Ethane, bearing the chemical formula \(\mathrm{C}_{2}\mathrm{H}_{6}\), is a simple alkane that consists of a single bond between its two carbon atoms. This single covalent bond is a sigma \((\sigma)\) bond, where the electrons are shared directly between the two carbons, allowing for rotation around the bond axis.

• In ethane, each carbon atom forms three more single bonds with hydrogen atoms, completing the typical tetrahedral geometry of alkanes.
• This geometry allows for maximal spacing between bonded atoms, making ethane more flexible in terms of molecular shape.

Because the single bond is not as strong as a triple bond, the carbon-carbon bond in ethane is longer. Unlike the stiff and strong triple bond in acetylene, the single bond in ethane allows for a more extensive range of motion and is relatively weaker, resulting in a longer bond length.

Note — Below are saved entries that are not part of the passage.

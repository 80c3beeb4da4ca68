use appraise_core::error::CoreError;
use axum::http::StatusCode;
use axum::response::{IntoResponse, Response};
use serde_json::json;

/// Application-level error type for HTTP handlers.
///
/// Every handler failure is a [`CoreError`]; this wrapper owns the HTTP
/// mapping and renders consistent `{ "error", "code" }` JSON bodies.
#[derive(Debug, thiserror::Error)]
pub enum AppError {
    /// A domain-level error from `appraise_core`.
    #[error(transparent)]
    Core(#[from] CoreError),
}

/// Convenience type alias for handler return values.
pub type AppResult<T> = Result<T, AppError>;

impl IntoResponse for AppError {
    fn into_response(self) -> Response {
        let AppError::Core(core) = &self;
        let (status, code, message) = classify_core_error(core);

        let body = json!({
            "error": message,
            "code": code,
        });

        (status, axum::Json(body)).into_response()
    }
}

/// Map a domain error to an HTTP status, error code, and client-facing message.
fn classify_core_error(err: &CoreError) -> (StatusCode, &'static str, String) {
    match err {
        CoreError::NotFound { entity, id } => (
            StatusCode::NOT_FOUND,
            "NOT_FOUND",
            format!("{entity} with id {id} not found"),
        ),
        CoreError::Validation(msg) => (StatusCode::BAD_REQUEST, "VALIDATION_ERROR", msg.clone()),
        CoreError::InvalidArgument(msg) => {
            (StatusCode::BAD_REQUEST, "INVALID_ARGUMENT", msg.clone())
        }
        CoreError::InvalidState(msg) => (StatusCode::CONFLICT, "INVALID_STATE", msg.clone()),
        CoreError::PreconditionFailed(msg) => (
            StatusCode::UNPROCESSABLE_ENTITY,
            "PRECONDITION_FAILED",
            msg.clone(),
        ),
        CoreError::Conflict(msg) => (StatusCode::CONFLICT, "CONFLICT", msg.clone()),
        CoreError::Unauthorized(msg) => (StatusCode::UNAUTHORIZED, "UNAUTHORIZED", msg.clone()),
        CoreError::Forbidden(msg) => (StatusCode::FORBIDDEN, "FORBIDDEN", msg.clone()),
        CoreError::Internal(msg) => {
            tracing::error!(error = %msg, "Internal core error");
            (
                StatusCode::INTERNAL_SERVER_ERROR,
                "INTERNAL_ERROR",
                "An internal error occurred".to_string(),
            )
        }
    }
}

Understanding the differences between triple and single bonds is crucial in chemistry. A triple bond, like that in acetylene, is composed of one sigma \((\sigma)\) and two pi \((\pi)\) bonds. This combination makes the bond incredibly strong and, therefore, shorter.

• Triple bonds prevent rotation around the bond axis due to the presence of pi bonds, which lock the atoms in a linear alignment.
• The strength of these bonds results in compact and resilient structures.

In contrast, a single bond, such as in ethane, involves only one sigma bond. The electrons are shared equally along the internuclear axis, allowing for free rotation and flexibility. This results in a weaker interaction between atoms, manifesting in a longer bond length.

• Single bonds offer rotational freedom, which is crucial for many biological structures and chemical reactions.
• While they are longer and weaker, their flexibility offers unique advantages in terms of molecule conformation and reactivity.

Thus, we see that while the strength and structure of multiple bonds limit movement, they offer robust chemical stability, whereas single bonds provide adaptability and dynamic motion.